Is the NSW government stopping COVID compensation based on inaccurate estimates?
Last November, the NSW government brought in a bill to repeal section 19B of the Workers' Compensation Act, rolling back a set of changes that were made in May 2020 to ensure that essential workers who contracted COVID were properly covered even if they could not prove they caught it on the job. At the time, the state government estimated that section 19B would cost businesses up to $638 million in 2022.

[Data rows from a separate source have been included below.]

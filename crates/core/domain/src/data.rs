/// 设备上报的一条读数（未落入缓冲前的形态）。
#[derive(Debug, Clone, PartialEq, Eq)]
pub struct Reading {
    pub device_id: String,
    pub metric_type: String,
    pub value: String,
}

impl Reading {
    pub fn new(
        device_id: impl Into<String>,
        metric_type: impl Into<String>,
        value: impl Into<String>,
    ) -> Self {
        Self {
            device_id: device_id.into(),
            metric_type: metric_type.into(),
            value: value.into(),
        }
    }
}

/// 已通过校验、等待刷新的读数。
///
/// 追加后不再修改；`sequence` 为进入缓冲的全局序号，`destination`
/// 为路由规则给出的下游地址（内联投递时按它分组）。
#[derive(Debug, Clone, PartialEq, Eq)]
pub struct PendingReading {
    pub sequence: u64,
    pub reading: Reading,
    pub destination: crate::Destination,
}

/// 刷新时物化的读数：时间戳在刷新时刻赋值，而非到达时刻。
#[derive(Debug, Clone, PartialEq, Eq)]
pub struct CollectedReading {
    pub timestamp: String,
    pub device_id: String,
    pub metric_type: String,
    pub value: String,
    pub destination: crate::Destination,
}

impl CollectedReading {
    /// 暂存文件/内联批次中的一行：`timestamp,deviceId,metricType,value`。
    pub fn to_row(&self) -> String {
        format!(
            "{},{},{},{}",
            self.timestamp, self.device_id, self.metric_type, self.value
        )
    }
}
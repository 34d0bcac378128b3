//! 存储层错误类型
//!
//! 本 crate 产生的错误只有三类，统一为 `StorageError` 的消息：
//! - CSV 外部源读取失败（文件存在但不可读）
//! - 内存表 `RwLock` 中毒
//! - `set_state` 写回设备表失败（临时文件写入或 rename），此时内存值已更新

#[derive(Debug)]
pub struct StorageError {
    message: String,
}

impl StorageError {
    pub fn new(message: impl Into<String>) -> Self {
        Self {
            message: message.into(),
        }
    }
}

impl std::fmt::Display for StorageError {
    fn fmt(&self, f: &mut std::fmt::Formatter<'_>) -> std::fmt::Result {
        write!(f, "{}", self.message)
    }
}

impl std::error::Error for StorageError {}

impl From<std::io::Error> for StorageError {
    fn from(err: std::io::Error) -> Self {
        Self::new(err.to_string())
    }
}
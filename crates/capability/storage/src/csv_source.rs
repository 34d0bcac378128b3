//! CSV 外部源
//!
//! 设备表：`wavy_id,state`；路由表：`wavy_id,data_type,preprocess,ip,port`。
//! 以 `wavy_id` 开头的行视为表头。文件缺失时返回空表，坏行跳过并告警。

use crate::error::StorageError;
use crate::models::{DeviceRecord, RoutingRule};
use crate::traits::TableSource;
use domain::Destination;
use std::io::ErrorKind;
use std::path::{Path, PathBuf};
use tracing::{info, warn};

const HEADER_PREFIX: &str = "wavy_id";
const DEVICES_HEADER: &str = "wavy_id,state";

/// 基于 CSV 文件的外部源。
#[derive(Debug, Clone)]
pub struct CsvTableSource {
    devices_path: PathBuf,
    routing_path: PathBuf,
}

impl CsvTableSource {
    pub fn new(devices_path: impl Into<PathBuf>, routing_path: impl Into<PathBuf>) -> Self {
        Self {
            devices_path: devices_path.into(),
            routing_path: routing_path.into(),
        }
    }
}

/// 读取文件；不存在时返回 `None`。
async fn read_optional(path: &Path) -> Result<Option<String>, StorageError> {
    match tokio::fs::read_to_string(path).await {
        Ok(text) => Ok(Some(text)),
        Err(err) if err.kind() == ErrorKind::NotFound => {
            warn!(target: "wavy.storage", path = %path.display(), "table_source_missing");
            Ok(None)
        }
        Err(err) => Err(StorageError::new(format!(
            "read {} failed: {}",
            path.display(),
            err
        ))),
    }
}

fn data_lines(text: &str) -> impl Iterator<Item = (usize, &str)> {
    text.lines()
        .enumerate()
        .map(|(idx, line)| (idx + 1, line.trim()))
        .filter(|(_, line)| !line.is_empty() && !line.starts_with(HEADER_PREFIX))
}

/// 解析设备表文本。
pub fn parse_devices(text: &str) -> Vec<DeviceRecord> {
    let mut records = Vec::new();
    for (line_no, line) in data_lines(text) {
        let parts: Vec<&str> = line.split(',').collect();
        if parts.len() < 2 || parts[0].trim().is_empty() {
            warn!(target: "wavy.storage", line_no, line, "device_row_skipped");
            continue;
        }
        records.push(DeviceRecord::new(parts[0].trim(), parts[1]));
    }
    records
}

/// 解析路由表文本。
pub fn parse_rules(text: &str) -> Vec<RoutingRule> {
    let mut rules = Vec::new();
    for (line_no, line) in data_lines(text) {
        let parts: Vec<&str> = line.split(',').map(str::trim).collect();
        if parts.len() < 5 || parts[0].is_empty() || parts[1].is_empty() {
            warn!(target: "wavy.storage", line_no, line, "routing_row_skipped");
            continue;
        }
        let Ok(port) = parts[4].parse::<u16>() else {
            warn!(target: "wavy.storage", line_no, line, "routing_row_invalid_port");
            continue;
        };
        let requires_preprocessing = parts[2].eq_ignore_ascii_case("true");
        rules.push(RoutingRule::new(
            parts[0],
            parts[1],
            requires_preprocessing,
            Destination::new(parts[3], port),
        ));
    }
    rules
}

/// 渲染设备表文本（含表头）。
pub fn render_devices(records: &[DeviceRecord]) -> String {
    let mut out = String::from(DEVICES_HEADER);
    out.push('\n');
    for record in records {
        out.push_str(&record.device_id);
        out.push(',');
        out.push_str(&record.state);
        out.push('\n');
    }
    out
}

#[async_trait::async_trait]
impl TableSource for CsvTableSource {
    async fn load_devices(&self) -> Result<Vec<DeviceRecord>, StorageError> {
        let Some(text) = read_optional(&self.devices_path).await? else {
            return Ok(Vec::new());
        };
        let records = parse_devices(&text);
        info!(
            target: "wavy.storage",
            path = %self.devices_path.display(),
            count = records.len(),
            "devices_loaded"
        );
        Ok(records)
    }

    /// 先写临时文件再重命名，读者不会看到半写的表。
    async fn save_devices(&self, records: &[DeviceRecord]) -> Result<(), StorageError> {
        let mut tmp = self.devices_path.clone().into_os_string();
        tmp.push(".tmp");
        let tmp = PathBuf::from(tmp);
        tokio::fs::write(&tmp, render_devices(records)).await?;
        tokio::fs::rename(&tmp, &self.devices_path).await?;
        Ok(())
    }

    async fn load_rules(&self) -> Result<Vec<RoutingRule>, StorageError> {
        let Some(text) = read_optional(&self.routing_path).await? else {
            return Ok(Vec::new());
        };
        let rules = parse_rules(&text);
        info!(
            target: "wavy.storage",
            path = %self.routing_path.display(),
            count = rules.len(),
            "routing_rules_loaded"
        );
        Ok(rules)
    }
}

#[cfg(test)]
mod tests {
    use super::*;

    #[test]
    fn parse_devices_skips_header_and_normalizes() {
        let text = "wavy_id,estado\nW1, Operating \n\nbroken\nW2,manutencao\n";
        let records = parse_devices(text);
        assert_eq!(
            records,
            vec![
                DeviceRecord::new("W1", "operating"),
                DeviceRecord::new("W2", "manutencao"),
            ]
        );
    }

    #[test]
    fn parse_rules_skips_bad_rows() {
        let text = "wavy_id,data_type,preprocess,ip,port\n\
                    W1,TEMP,TRUE,127.0.0.1,6001\n\
                    W1,HUM,false,127.0.0.1,notaport\n\
                    W2,TEMP,true\n\
                    W2,WIND,no,10.0.0.5,6002\n";
        let rules = parse_rules(text);
        assert_eq!(rules.len(), 2);
        assert!(rules[0].requires_preprocessing);
        assert_eq!(rules[0].destination, Destination::new("127.0.0.1", 6001));
        assert_eq!(rules[1].metric_type, "WIND");
        assert!(!rules[1].requires_preprocessing);
    }

    #[test]
    fn render_devices_round_trips_through_parser() {
        let records = vec![
            DeviceRecord::new("W1", "operating"),
            DeviceRecord::new("W2", "manutencao"),
        ];
        assert_eq!(parse_devices(&render_devices(&records)), records);
    }
}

But now a report by policy research think-tank the McKell Institute has turned up alternative projections for the number and cost of COVID-19 workers' compensation claims, and these figures suggest that the government overestimated the cost by more than 100%. The fresh analysis estimates under 12,500 total claims - less than half the government's original projected figures - and a total cost of $315 million, also less than half of what businesses had feared.
The McKell Institute report attributes this discrepancy to the change in vaccination rates between last November and the present day - an increase of 15% in the vaccination rate (from 80% to 95%) apparently suffices to slash cost estimates by 50%. This had in fact been pointed out in December by SIRA CEO Adam Dent, who said that the initial scenarios had become redundant.
The proposal to repeal section 19B drew heavily polarised reactions in November, with businesses and industry groups cheering the removal of what they feared would be onerous costs while frontline workers and industrial relations groups harshly criticised the state government for unfairness to a highly vulnerable segment of the workforce.